Status: Closed
Completion Date: 09/30/2022
Quarterly Update:
4th Quarter: The Taxpayer Advocate Service (TAS) completed identifying taxpayers with recently defaulted installment agreements, which have not been reinstated, where the taxpayer’s likely allowable expenses exceed their gross income. IRS will test the effectiveness of soliciting offers in compromise from a statistically valid sample of these taxpayers. All actions on this objective have been completed as of 9/30/2022.
3rd Quarter: The Taxpayer Advocate Service (TAS) identified taxpayers with recently defaulted installment agreements, which have not been reinstated, where the taxpayer’s likely allowable expenses exceed their gross income. The Small Business Self-Employed (SBSE) Operating Division agreed to test the effectiveness of soliciting offers in compromise from a statistically valid sample of these taxpayers after next filing season. This is the first time the IRS has agreed to use the algorithm TAS developed.
2nd Quarter: The Taxpayer Advocate Service (TAS) solicited input from the Low Income Taxpayer Clinics (LITCs) regarding the difficulties they encounter when using the IRS’ allowable expenses to determine a taxpayer’s ability to pay. Also, TAS Research is working with the IRS offer in compromise (OIC) unit to establish a pilot testing the effectiveness of soliciting OICs from taxpayers with defaulted installment agreements and offset tax refunds, and where the TAS algorithm indicates the taxpayer is unable to pay toward the unpaid tax delinquency. The extensive financial evaluation occurring with OIC submissions will provide additional data to measure the effectiveness of the TAS economic hardship algorithm.
1st Quarter: The Taxpayer Advocate Service (TAS) has implemented several activities to improve collection practices and communication provided by IRS, specifically for low-income taxpayers including;
Working with IRS so they no longer offset, or recoup, refunds for the calendar year in which an Offer in Compromise (OIC) is accepted and systemic offset of overpayments will continue before the OIC acceptance date. For taxpayers who had submitted an OIC, the offset bypass refund (OBR) remedy was unavailable to them and the IRS retained the refunds shown on their tax returns for the calendar year when IRS accepted the OIC. Under the new procedures, the IRS is allowing qualifying taxpayers experiencing financial hardship to seek OBRs while their OICs are pending the IRS’s consideration and these individuals will be able to retain their tax refunds if they meet the criteria in the Internal Revenue Manual (IRM).

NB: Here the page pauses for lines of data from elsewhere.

use clap::{Parser, Subcommand};
use segy_scale::reduce;
use segy_scale::segy::{SegyFile, TraceStore};
use segy_scale::ScaleError;
use std::path::PathBuf;

#[derive(Parser)]
#[command(name = "segy_inspect")]
#[command(about = "Inspect SEG-Y files the way segy_scale reads them", long_about = None)]
struct Cli {
    #[command(subcommand)]
    command: Commands,
}

#[derive(Subcommand)]
enum Commands {
    /// Show format, byte order and trace geometry
    Info { file: PathBuf },
    /// Print the file maximum as the max pass computes it
    Max { file: PathBuf },
    /// Print the samples of one trace
    Trace { file: PathBuf, index: usize },
}

fn main() -> Result<(), ScaleError> {
    segy_scale::init_tracing("segy_inspect");
    let cli = Cli::parse();

    match cli.command {
        Commands::Info { file } => {
            let segy = SegyFile::open_read(&file)?;
            let layout = segy.layout();
            println!("file: {}", file.display());
            println!("bytes: {}", layout.file_len);
            println!("format: {:?} (code {})", layout.format, layout.format.code());
            println!("byte order: {:?}", layout.byte_order);
            println!("extended textual headers: {}", layout.extended_headers);
            println!("samples per trace (binary header): {}", layout.samples_per_trace);
            println!("traces: {}", segy.trace_count());
            let odd = layout
                .traces
                .iter()
                .filter(|t| t.samples != layout.samples_per_trace)
                .count();
            if odd > 0 {
                println!("traces with their own sample count: {}", odd);
            }
        }
        Commands::Max { file } => {
            let result = reduce::file_max(&file);
            match result.error {
                Some(e) => return Err(ScaleError::Other(e)),
                None => println!("{}", result.value),
            }
        }
        Commands::Trace { file, index } => {
            let mut segy = SegyFile::open_read(&file)?;
            for sample in segy.read_trace(index)? {
                println!("{}", sample);
            }
        }
    }
    Ok(())
}
use clap::Parser;
use indicatif::{ProgressBar, ProgressStyle};
use segy_scale::progress::{LogProgress, Progress};
use segy_scale::{Phase, ScaleConfig};
use std::path::PathBuf;
use std::process::ExitCode;
use tracing::{error, info};

#[derive(Parser)]
#[command(name = "segy_scale")]
#[command(about = "Normalize every SEG-Y file in a tree by the corpus-wide maximum amplitude", long_about = None)]
struct Cli {
    /// Directory searched recursively for .sgy/.segy files
    #[arg(short, long)]
    input: PathBuf,
    /// Directory that receives the scaled copies, mirroring the input tree
    #[arg(short, long)]
    output: PathBuf,
    /// Worker threads for both passes (defaults to the CPU count)
    #[arg(short, long)]
    workers: Option<usize>,
    /// Log progress instead of drawing a progress bar
    #[arg(short, long)]
    quiet: bool,
}

struct BarProgress {
    bar: ProgressBar,
}

impl BarProgress {
    fn new() -> Self {
        let bar = ProgressBar::new(0);
        if let Ok(style) = ProgressStyle::with_template("{msg:>10} [{bar:40.cyan/blue}] {pos}/{len} ({eta})") {
            bar.set_style(style.progress_chars("=> "));
        }
        BarProgress { bar }
    }
}

impl Progress for BarProgress {
    fn start(&self, phase: Phase, total: usize) {
        self.bar.reset();
        self.bar.set_length(total as u64);
        self.bar.set_message(match phase {
            Phase::MaxPass => "maximum",
            Phase::ScalePass => "scaling",
            other => other.as_str(),
        });
    }

    fn advance(&self) {
        self.bar.inc(1);
    }

    fn finish(&self) {
        self.bar.finish();
    }
}

fn main() -> ExitCode {
    segy_scale::init_tracing("segy_scale");
    let cli = Cli::parse();

    let mut config = ScaleConfig::new(cli.input, cli.output);
    if let Some(workers) = cli.workers {
        config = config.with_workers(workers);
    }
    info!(
        input = %config.input_root.display(),
        output = %config.output_root.display(),
        workers = config.workers,
        "starting"
    );

    let progress: Box<dyn Progress> = if cli.quiet {
        Box::new(LogProgress::new())
    } else {
        Box::new(BarProgress::new())
    };

    match segy_scale::run(config, progress.as_ref()) {
        Ok(summary) => {
            println!("Global maximum amplitude: {}", summary.global_max.value());
            print!("{}", summary.report.render());
            ExitCode::SUCCESS
        }
        Err(e) => {
            error!(error = %e, fatal = e.is_fatal(), "run aborted");
            ExitCode::FAILURE
        }
    }
}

Working with the IRS on various communications to taxpayers including revising Notice CP (Computer Paragraph) 15 and any other correspondence to taxpayers that in the IRS’s view constitutes “an opportunity to dispute such liability” for purposes of IRC § 6330(c)(2)(B). The revisions will include detailed information about taxpayers’ rights and consequences of an administrative appeal, explain the notice constitutes their only “opportunity to dispute” the liability, and explain the taxpayer will not be permitted to dispute the merits of the liability at a future Collection Due Process (CDP) hearing or before the U.S. Tax Court.
Proposing through the Annual Report to Congress (ARC) Collections Most Serious Problems (MSP) administrative recommendations including, allowing the taxpayer’s current financial situation to be considered instead of the income listed on the most recent tax return and adopting procedures that allow the IRS to consider changes in taxpayers’ circumstances when determining the applicable Installment Agreement (IA) user fee, similar to procedures in place for considering whether a taxpayer qualifies for an Offer in Compromise (OIC) fee waiver. TAS is also advocating for taxpayers to prevent undue hardship for those waiting for waiver consideration, as well as for any taxpayer where the user fee is more than their agreed upon regular payment by proposing an administrative recommendation to change IAs to incorporate user fees into the agreed-upon payments over the life of the agreement rather than requiring taxpayers to pay the user fee in the first month.
Discussing with the Small Business/Self Employed (SB/SE) division how the IRS uses allowable living expenses including discussing the importance of either implementing an algorithm to detect taxpayers at risk of their Installment Agreements (IAs) causing economic hardship or conducting more research to further perfect the TAS algorithm in identifying taxpayers where the IA would likely cause economic hardship.